I think this guilt over such things, is the devils ploy to keep us from enjoying the freedom and joy that can be ours, today, in Christ. See the sin, confess it and move on.
While I think a Godly fear can be a good thing, I think it should be the love and gratitude that drives us to good works, not a fear of dissapointing.
While we were yet sinners, Christ died for us. Do you think Gods love has lessened since that event? Do you think He regrets that decision to send His only son?God knew that you, Charlotte the not always great, was one of the little ones he was saving when he turned his face away from His Son as He took all your sin, past, present and future, onto Himself. Stand in that.

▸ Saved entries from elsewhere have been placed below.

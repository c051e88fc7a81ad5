use std::fmt;

#[derive(Debug, PartialEq, Clone)]
pub struct Constituent<T> {
  pub value: T,
  pub span: (usize, usize),
}

impl<T> fmt::Display for Constituent<T>
where
  T: fmt::Display,
{
  fn fmt(&self, f: &mut fmt::Formatter<'_>) -> fmt::Result {
    write!(f, "{}..{}: {}", self.span.0, self.span.1, self.value)
  }
}

#[derive(Debug, PartialEq, Clone)]
pub struct Word<U> {
  pub value: U,
  pub span: (usize, usize),
}

impl<U> fmt::Display for Word<U>
where
  U: fmt::Display,
{
  fn fmt(&self, f: &mut fmt::Formatter<'_>) -> fmt::Result {
    write!(f, "{}..{}: {}", self.span.0, self.span.1, self.value)
  }
}

/// A span-annotated parse tree, generic over branch and leaf payloads.
/// The parser produces two of these per parse: an NL tree labeled with
/// nonterminal names over words, and an MR tree labeled with productions.
#[derive(Debug, PartialEq, Clone)]
pub enum SynTree<T, U> {
  Branch(Constituent<T>, Vec<SynTree<T, U>>),
  Leaf(Word<U>),
}

impl<T, U> SynTree<T, U> {
  pub fn is_leaf(&self) -> bool {
    matches!(self, Self::Leaf(_))
  }

  pub fn is_branch(&self) -> bool {
    matches!(self, Self::Branch(_, _))
  }

  pub fn get_leaf(&self) -> Option<&Word<U>> {
    match self {
      Self::Leaf(w) => Some(w),
      _ => None,
    }
  }

  pub fn get_branch(&self) -> Option<(&Constituent<T>, &Vec<SynTree<T, U>>)> {
    match self {
      Self::Branch(c, cs) => Some((c, cs)),
      _ => None,
    }
  }

  /// The leaves of this tree in left-to-right order.
  pub fn leaves(&self) -> Vec<&Word<U>> {
    let mut out = Vec::new();
    self.collect_leaves(&mut out);
    out
  }

  fn collect_leaves<'a>(&'a self, out: &mut Vec<&'a Word<U>>) {
    match self {
      Self::Leaf(w) => out.push(w),
      Self::Branch(_, cs) => {
        for c in cs {
          c.collect_leaves(out);
        }
      }
    }
  }
}

impl<T, U> fmt::Display for SynTree<T, U>
where
  T: fmt::Display,
  U: fmt::Display,
{
  fn fmt(&self, f: &mut fmt::Formatter<'_>) -> fmt::Result {
    match self {
      Self::Leaf(t) => write!(f, "{}", t),
      Self::Branch(t, ts) => {
        write!(f, "({}", t)?;
        if ts.len() == 1 {
          write!(f, " ({}))", ts[0])
        } else {
          for t in ts.iter() {
            let fmt = format!("{}", t);
            for line in fmt.lines() {
              write!(f, "\n  {}", line)?;
            }
          }
          write!(f, ")")
        }
      }
    }
  }
}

I think we all have those kinds of days. There are all kinds of things I've beat myself up about thinking, "What does everyone think of me now?" over things that most of my friends will allow love to cover the shame. I struggle with that insidious pride thing, too, wanting to hide my insecurities from everyone.
Aren't you so grateful that,truly, Christ's love and sacrifice and resurrection guarantee that our sin and true shame are washed away? Take heart in that!
By the way, I enjoyed visiting with you last week, too. I hate that I'm missing CBS this morning, but our AC died and they are coming to fix it today, so, here I sit at home.